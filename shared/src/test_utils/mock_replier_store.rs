use std::collections::HashMap;
use std::sync::RwLock;

use async_trait::async_trait;

use crate::error::{Result, ServiceError};
use crate::models::PartyReplier;
use crate::store::dynamo::check_indexable;
use crate::store::ReplierStore;

/// In-memory implementation of ReplierStore for testing
#[derive(Default)]
pub struct MockReplierStore {
    repliers: RwLock<HashMap<String, PartyReplier>>,
    error_mode: bool,
}

impl MockReplierStore {
    /// Create a new empty MockReplierStore
    pub fn new() -> Self {
        Self::default()
    }

    /// Create a MockReplierStore with initial data
    pub fn with_data(repliers: Vec<PartyReplier>) -> Self {
        let store = Self::new();
        if let Ok(mut map) = store.repliers.write() {
            for replier in repliers {
                map.insert(replier.base.id.clone(), replier);
            }
        }
        store
    }

    /// Create a new MockReplierStore where every operation fails
    pub fn new_error() -> Self {
        Self {
            repliers: RwLock::new(HashMap::new()),
            error_mode: true,
        }
    }

    fn check_error_mode(&self) -> Result<()> {
        if self.error_mode {
            return Err(ServiceError::InternalError("Mock store in error mode".into()));
        }
        Ok(())
    }

    fn read(&self) -> Result<std::sync::RwLockReadGuard<'_, HashMap<String, PartyReplier>>> {
        self.check_error_mode()?;
        self.repliers
            .read()
            .map_err(|_| ServiceError::InternalError("Failed to acquire read lock".into()))
    }

    fn write(&self) -> Result<std::sync::RwLockWriteGuard<'_, HashMap<String, PartyReplier>>> {
        self.check_error_mode()?;
        self.repliers
            .write()
            .map_err(|_| ServiceError::InternalError("Failed to acquire write lock".into()))
    }
}

#[async_trait]
impl ReplierStore for MockReplierStore {
    async fn create_replier(&self, replier: PartyReplier) -> Result<PartyReplier> {
        check_indexable(&replier)?;
        let mut repliers = self.write()?;
        if repliers.contains_key(replier.id()) {
            return Err(ServiceError::Conflict(format!(
                "Replier with ID {} already exists",
                replier.id()
            )));
        }
        repliers.insert(replier.base.id.clone(), replier.clone());
        Ok(replier)
    }

    async fn get_replier(&self, id: &str) -> Result<PartyReplier> {
        self.read()?
            .get(id)
            .cloned()
            .ok_or_else(|| ServiceError::NotFound(format!("Replier not found: {}", id)))
    }

    async fn get_repliers_by_owner(&self, owner_id: &str) -> Result<Vec<PartyReplier>> {
        Ok(self
            .read()?
            .values()
            .filter(|replier| replier.is_owned_by(owner_id))
            .cloned()
            .collect())
    }

    async fn get_repliers_by_participant(&self, user_id: &str) -> Result<Vec<PartyReplier>> {
        Ok(self
            .read()?
            .values()
            .filter(|replier| replier.has_participant(user_id))
            .cloned()
            .collect())
    }

    async fn update_replier(&self, mut replier: PartyReplier, read_at: &str) -> Result<PartyReplier> {
        check_indexable(&replier)?;
        let mut repliers = self.write()?;
        let stored = repliers.get(replier.id()).ok_or_else(|| {
            ServiceError::NotFound(format!("Replier not found: {}", replier.id()))
        })?;
        if stored.base.updated_at != read_at {
            return Err(ServiceError::Conflict(format!(
                "Replier {} was modified concurrently",
                replier.id()
            )));
        }
        replier.base.touch();
        repliers.insert(replier.base.id.clone(), replier.clone());
        Ok(replier)
    }

    async fn delete_replier(&self, id: &str) -> Result<()> {
        self.write()?
            .remove(id)
            .map(|_| ())
            .ok_or_else(|| ServiceError::NotFound(format!("Replier not found: {}", id)))
    }
}
use serde::{Deserialize, Serialize};
use std::collections::hash_map::{Entry, HashMap};
use std::fmt;
use std::str::FromStr;

use super::CollectionObject;
use crate::error::ServiceError;

/// The answer a user gave to a party invitation.
#[derive(Serialize, Deserialize, Clone, Copy, Debug, PartialEq, Eq, Hash)]
#[serde(rename_all = "snake_case")]
pub enum ReplyState {
    Agreed,
    InThought,
    Refused,
}

impl ReplyState {
    pub const ALL: [ReplyState; 3] = [ReplyState::Agreed, ReplyState::InThought, ReplyState::Refused];

    pub fn as_str(&self) -> &'static str {
        match self {
            ReplyState::Agreed => "agreed",
            ReplyState::InThought => "in_thought",
            ReplyState::Refused => "refused",
        }
    }
}

impl fmt::Display for ReplyState {
    fn fmt(&self, f: &mut fmt::Formatter<'_>) -> fmt::Result {
        f.write_str(self.as_str())
    }
}

impl FromStr for ReplyState {
    type Err = ServiceError;

    fn from_str(s: &str) -> Result<Self, Self::Err> {
        ReplyState::ALL
            .into_iter()
            .find(|state| state.as_str() == s)
            .ok_or_else(|| ServiceError::ValidationError(format!("Unknown reply state: {}", s)))
    }
}

/// Outcome of [`PartyReplier::record_reply`].
#[derive(Clone, Copy, Debug, PartialEq, Eq)]
pub enum ReplyChange {
    Unchanged,
    Added,
    Moved { from: ReplyState },
}

#[derive(Serialize, Deserialize, Clone, Copy, Debug, Default, PartialEq, Eq)]
pub struct ReplyTally {
    pub agreed: usize,
    #[serde(rename = "inThought")]
    pub in_thought: usize,
    pub refused: usize,
    pub total: usize,
}

/// Replies collected for a single party.
///
/// Each list holds user ids in the order their replies arrived. Decoding
/// never rejects a user listed under several states; use
/// [`PartyReplier::conflicting_users`] to detect that, and
/// [`PartyReplier::record_reply`] to write replies without producing it.
#[derive(Serialize, Deserialize, Clone, Debug, PartialEq, Eq)]
pub struct PartyReplier {
    #[serde(flatten)]
    pub base: CollectionObject,
    #[serde(alias = "_id_owner", default, skip_serializing_if = "Option::is_none")]
    pub owner: Option<String>,
    #[serde(rename = "usersAgreed", alias = "_id_users_agreed")]
    pub users_agreed: Vec<String>,
    #[serde(rename = "usersInThought", alias = "_id_users_in_thought")]
    pub users_in_thought: Vec<String>,
    #[serde(rename = "usersRefused", alias = "_id_users_refused")]
    pub users_refused: Vec<String>,
}

impl PartyReplier {
    pub fn new(owner: Option<String>) -> Self {
        Self {
            base: CollectionObject::new(),
            owner,
            users_agreed: Vec::new(),
            users_in_thought: Vec::new(),
            users_refused: Vec::new(),
        }
    }

    pub fn id(&self) -> &str {
        &self.base.id
    }

    pub fn users(&self, state: ReplyState) -> &[String] {
        match state {
            ReplyState::Agreed => &self.users_agreed,
            ReplyState::InThought => &self.users_in_thought,
            ReplyState::Refused => &self.users_refused,
        }
    }

    fn users_mut(&mut self, state: ReplyState) -> &mut Vec<String> {
        match state {
            ReplyState::Agreed => &mut self.users_agreed,
            ReplyState::InThought => &mut self.users_in_thought,
            ReplyState::Refused => &mut self.users_refused,
        }
    }

    /// Returns the first state (agreed, in thought, refused) listing `user`.
    pub fn reply_of(&self, user: &str) -> Option<ReplyState> {
        ReplyState::ALL
            .into_iter()
            .find(|state| self.users(*state).iter().any(|u| u == user))
    }

    pub fn has_participant(&self, user: &str) -> bool {
        self.reply_of(user).is_some()
    }

    pub fn is_owned_by(&self, user: &str) -> bool {
        self.owner.as_deref() == Some(user)
    }

    /// Puts `user` under `state` and removes them from every other list.
    pub fn record_reply(&mut self, user: &str, state: ReplyState) -> ReplyChange {
        let from = ReplyState::ALL
            .into_iter()
            .filter(|other| *other != state)
            .find(|other| self.users(*other).iter().any(|u| u == user));
        let already_listed = self.users(state).iter().any(|u| u == user);

        if from.is_none() && already_listed {
            return ReplyChange::Unchanged;
        }

        for other in ReplyState::ALL.into_iter().filter(|other| *other != state) {
            self.users_mut(other).retain(|u| u != user);
        }
        if !already_listed {
            self.users_mut(state).push(user.to_string());
        }
        self.base.touch();

        match from {
            Some(from) => ReplyChange::Moved { from },
            None => ReplyChange::Added,
        }
    }

    /// Removes `user` from all lists, returning the state they were found in.
    pub fn withdraw_reply(&mut self, user: &str) -> Option<ReplyState> {
        let previous = self.reply_of(user)?;
        for state in ReplyState::ALL {
            self.users_mut(state).retain(|u| u != user);
        }
        self.base.touch();
        Some(previous)
    }

    pub fn tally(&self) -> ReplyTally {
        let agreed = self.users_agreed.len();
        let in_thought = self.users_in_thought.len();
        let refused = self.users_refused.len();
        ReplyTally {
            agreed,
            in_thought,
            refused,
            total: agreed + in_thought + refused,
        }
    }

    /// Users listed under more than one state, in first-seen order.
    pub fn conflicting_users(&self) -> Vec<String> {
        let mut seen: HashMap<&str, Option<ReplyState>> = HashMap::new();
        let mut order = Vec::new();
        let mut conflicts = Vec::new();

        for state in ReplyState::ALL {
            for user in self.users(state) {
                match seen.entry(user.as_str()) {
                    Entry::Vacant(slot) => {
                        slot.insert(Some(state));
                        order.push(user.as_str());
                    }
                    // `None` marks a user already seen under a different state
                    Entry::Occupied(mut slot) => {
                        if slot.get().is_some_and(|first| first != state) {
                            *slot.get_mut() = None;
                        }
                    }
                }
            }
        }

        for user in order {
            if seen.get(user).is_some_and(|state| state.is_none()) {
                conflicts.push(user.to_string());
            }
        }
        conflicts
    }
}

#[cfg(test)]
mod tests {
    use super::*;
    use serde_json::json;

    fn base() -> CollectionObject {
        CollectionObject {
            id: "replier-1".into(),
            created_at: "2024-05-01T10:00:00+00:00".into(),
            updated_at: "2024-05-01T10:00:00+00:00".into(),
        }
    }

    fn sample() -> PartyReplier {
        PartyReplier {
            base: base(),
            owner: Some("u1".into()),
            users_agreed: vec!["u2".into(), "u3".into()],
            users_in_thought: vec![],
            users_refused: vec!["u4".into()],
        }
    }

    #[test]
    fn json_round_trip_keeps_every_field() {
        let replier = sample();
        let encoded = serde_json::to_string(&replier).unwrap();
        let decoded: PartyReplier = serde_json::from_str(&encoded).unwrap();
        assert_eq!(decoded, replier);
    }

    #[test]
    fn wire_format_uses_camel_case_and_flattens_base() {
        let value = serde_json::to_value(sample()).unwrap();
        assert_eq!(
            value,
            json!({
                "id": "replier-1",
                "createdAt": "2024-05-01T10:00:00+00:00",
                "updatedAt": "2024-05-01T10:00:00+00:00",
                "owner": "u1",
                "usersAgreed": ["u2", "u3"],
                "usersInThought": [],
                "usersRefused": ["u4"]
            })
        );
    }

    #[test]
    fn missing_owner_is_distinct_from_empty_owner() {
        let absent: PartyReplier = serde_json::from_value(json!({
            "id": "r", "createdAt": "t", "updatedAt": "t",
            "usersAgreed": [], "usersInThought": [], "usersRefused": []
        }))
        .unwrap();
        let empty: PartyReplier = serde_json::from_value(json!({
            "id": "r", "createdAt": "t", "updatedAt": "t", "owner": "",
            "usersAgreed": [], "usersInThought": [], "usersRefused": []
        }))
        .unwrap();

        assert_eq!(absent.owner, None);
        assert_eq!(empty.owner, Some(String::new()));

        let reencoded = serde_json::to_value(&absent).unwrap();
        assert!(reencoded.get("owner").is_none());
    }

    #[test]
    fn lists_are_required_on_decode() {
        let result = serde_json::from_value::<PartyReplier>(json!({
            "id": "r", "createdAt": "t", "updatedAt": "t",
            "usersAgreed": [], "usersRefused": []
        }));
        assert!(result.is_err());
    }

    #[test]
    fn legacy_field_names_are_accepted() {
        let replier: PartyReplier = serde_json::from_value(json!({
            "id": "r", "createdAt": "t", "updatedAt": "t",
            "_id_owner": "host",
            "_id_users_agreed": ["a"],
            "_id_users_in_thought": ["b"],
            "_id_users_refused": []
        }))
        .unwrap();
        assert_eq!(replier.owner.as_deref(), Some("host"));
        assert_eq!(replier.users_agreed, vec!["a"]);
        assert_eq!(replier.users_in_thought, vec!["b"]);
        assert!(replier.users_refused.is_empty());
    }

    #[test]
    fn record_reply_moves_user_between_lists() {
        let mut replier = sample();

        assert_eq!(replier.record_reply("u5", ReplyState::InThought), ReplyChange::Added);
        assert_eq!(
            replier.record_reply("u2", ReplyState::Refused),
            ReplyChange::Moved { from: ReplyState::Agreed }
        );
        assert_eq!(replier.record_reply("u2", ReplyState::Refused), ReplyChange::Unchanged);

        assert_eq!(replier.users_agreed, vec!["u3"]);
        assert_eq!(replier.users_in_thought, vec!["u5"]);
        assert_eq!(replier.users_refused, vec!["u4", "u2"]);
        assert_eq!(replier.reply_of("u2"), Some(ReplyState::Refused));
    }

    #[test]
    fn record_reply_cleans_up_duplicate_listing() {
        let mut replier = sample();
        replier.users_in_thought.push("u4".into());

        assert_eq!(
            replier.record_reply("u4", ReplyState::Refused),
            ReplyChange::Moved { from: ReplyState::InThought }
        );
        assert!(replier.users_in_thought.is_empty());
        assert_eq!(replier.users_refused, vec!["u4"]);
        assert!(replier.conflicting_users().is_empty());
    }

    #[test]
    fn withdraw_reply_removes_user_everywhere() {
        let mut replier = sample();
        replier.users_refused.push("u3".into());

        assert_eq!(replier.withdraw_reply("u3"), Some(ReplyState::Agreed));
        assert!(!replier.has_participant("u3"));
        assert_eq!(replier.withdraw_reply("nobody"), None);
    }

    #[test]
    fn tally_counts_each_list() {
        let tally = sample().tally();
        assert_eq!(
            tally,
            ReplyTally { agreed: 2, in_thought: 0, refused: 1, total: 3 }
        );
    }

    #[test]
    fn conflicting_users_reports_cross_list_entries_only() {
        let mut replier = sample();
        replier.users_agreed.push("u2".into());
        replier.users_in_thought.push("u4".into());
        replier.users_refused.push("u3".into());

        assert_eq!(replier.conflicting_users(), vec!["u3", "u4"]);
    }

    #[test]
    fn ownership_requires_exact_owner() {
        let replier = sample();
        assert!(replier.is_owned_by("u1"));
        assert!(!replier.is_owned_by("u2"));
        assert!(!PartyReplier::new(None).is_owned_by(""));
    }

    #[test]
    fn reply_state_parses_wire_names() {
        assert_eq!("in_thought".parse::<ReplyState>().unwrap(), ReplyState::InThought);
        assert!("maybe".parse::<ReplyState>().is_err());
        assert_eq!(serde_json::to_value(ReplyState::Refused).unwrap(), json!("refused"));
    }
}
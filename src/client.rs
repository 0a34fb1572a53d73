//! HTTP client for the chart-rendering service
//!
//! One request per call: `POST {base_url}/plot` to render, `GET {base_url}/`
//! to probe. Nothing is retried or cached.

use bytes::Bytes;
use reqwest::StatusCode;
use std::time::Duration;
use thiserror::Error;

use crate::chart::ChartRequest;
use crate::config::{ServiceConfig, TimeoutsConfig};

/// Longest slice of a health-check body kept for display.
const STATUS_EXCERPT_CHARS: usize = 200;

/// Body reported when `/plot` answers 200 without any image bytes.
const EMPTY_RESPONSE: &str = "empty response";

/// Failure talking to the rendering service
#[derive(Debug, Error)]
#[non_exhaustive]
pub enum ClientError {
    /// Connection refused, DNS failure, TLS handshake failure
    #[error("could not connect to {url}")]
    Connect { url: String },
    /// No response within the configured timeout
    #[error("{url} did not respond within {secs}s")]
    Timeout { url: String, secs: u64 },
    /// Service answered with a non-success status
    #[error("{status} - {body}")]
    Remote { status: u16, body: String },
    /// The HTTP client could not be constructed (TLS backend, resolver)
    #[error("failed to build HTTP client: {0}")]
    Build(#[source] reqwest::Error),
    /// Any other transport-level failure
    #[error("request to {url} failed: {source}")]
    Transport {
        url: String,
        #[source]
        source: reqwest::Error,
    },
}

/// Outcome of a health check that reached the service
#[derive(Debug, Clone, PartialEq, Eq)]
pub struct ServiceStatus {
    pub status_code: u16,
    /// Leading part of the response body, trimmed
    pub body_excerpt: String,
}

impl ServiceStatus {
    pub fn is_success(&self) -> bool {
        (200..300).contains(&self.status_code)
    }
}

/// Client bound to one rendering service instance.
#[derive(Debug, Clone)]
pub struct RenderClient {
    client: reqwest::Client,
    base_url: String,
    plot_timeout: Duration,
    status_timeout: Duration,
}

impl RenderClient {
    /// Create a client for the configured service.
    ///
    /// Timeouts are applied per request so that the status probe can use a
    /// shorter bound than chart rendering. Idle connections are not pooled:
    /// every call opens its own connection and closes it when done.
    pub fn new(service: &ServiceConfig, timeouts: &TimeoutsConfig) -> Result<Self, ClientError> {
        let client = reqwest::Client::builder()
            .pool_max_idle_per_host(0)
            .build()
            .map_err(ClientError::Build)?;

        Ok(Self {
            client,
            base_url: service.base_url.clone(),
            plot_timeout: timeouts.plot(),
            status_timeout: timeouts.status(),
        })
    }

    /// Base URL exactly as configured.
    pub fn base_url(&self) -> &str {
        &self.base_url
    }

    /// Resolve an absolute path against the base URL.
    ///
    /// Trailing slashes on the base are dropped so `http://host/` and
    /// `http://host` resolve identically.
    pub fn endpoint(&self, path: &str) -> String {
        format!("{}/{}", self.base_url.trim_end_matches('/'), path.trim_start_matches('/'))
    }

    /// Render a chart and return the raw image bytes.
    pub async fn plot(&self, request: &ChartRequest) -> Result<Bytes, ClientError> {
        let url = self.endpoint("/plot");
        tracing::debug!(
            %url,
            chart_type = %request.chart_type,
            points = request.data.values.len(),
            "POST"
        );

        let response = self
            .client
            .post(&url)
            .json(request)
            .timeout(self.plot_timeout)
            .send()
            .await
            .map_err(|e| classify_error(e, &url, self.plot_timeout))?;

        let status = response.status();
        if status != StatusCode::OK {
            let body = response.text().await.unwrap_or_default();
            return Err(ClientError::Remote { status: status.as_u16(), body });
        }

        let data =
            response.bytes().await.map_err(|e| classify_error(e, &url, self.plot_timeout))?;
        if data.is_empty() {
            return Err(ClientError::Remote {
                status: status.as_u16(),
                body: EMPTY_RESPONSE.to_string(),
            });
        }
        Ok(data)
    }

    /// Probe the service root.
    ///
    /// Any HTTP response counts as reachable; the caller decides what a
    /// non-2xx status means.
    pub async fn status(&self) -> Result<ServiceStatus, ClientError> {
        let url = self.endpoint("/");
        tracing::debug!(%url, "GET");

        let response = self
            .client
            .get(&url)
            .timeout(self.status_timeout)
            .send()
            .await
            .map_err(|e| classify_error(e, &url, self.status_timeout))?;

        let status_code = response.status().as_u16();
        let body = response.text().await.unwrap_or_default();
        Ok(ServiceStatus { status_code, body_excerpt: excerpt(&body) })
    }
}

/// Map a reqwest error onto the client error taxonomy.
fn classify_error(err: reqwest::Error, url: &str, timeout: Duration) -> ClientError {
    if err.is_timeout() {
        ClientError::Timeout { url: url.to_string(), secs: timeout.as_secs() }
    } else if err.is_connect() {
        ClientError::Connect { url: url.to_string() }
    } else {
        ClientError::Transport { url: url.to_string(), source: err }
    }
}

fn excerpt(body: &str) -> String {
    body.trim().chars().take(STATUS_EXCERPT_CHARS).collect()
}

* _Task goal_:
Write down every line of the data above that includes the string "collections".

* _Answer section_:
use std::collections::HashMap;
use std::collections::hash_map::{Entry, HashMap};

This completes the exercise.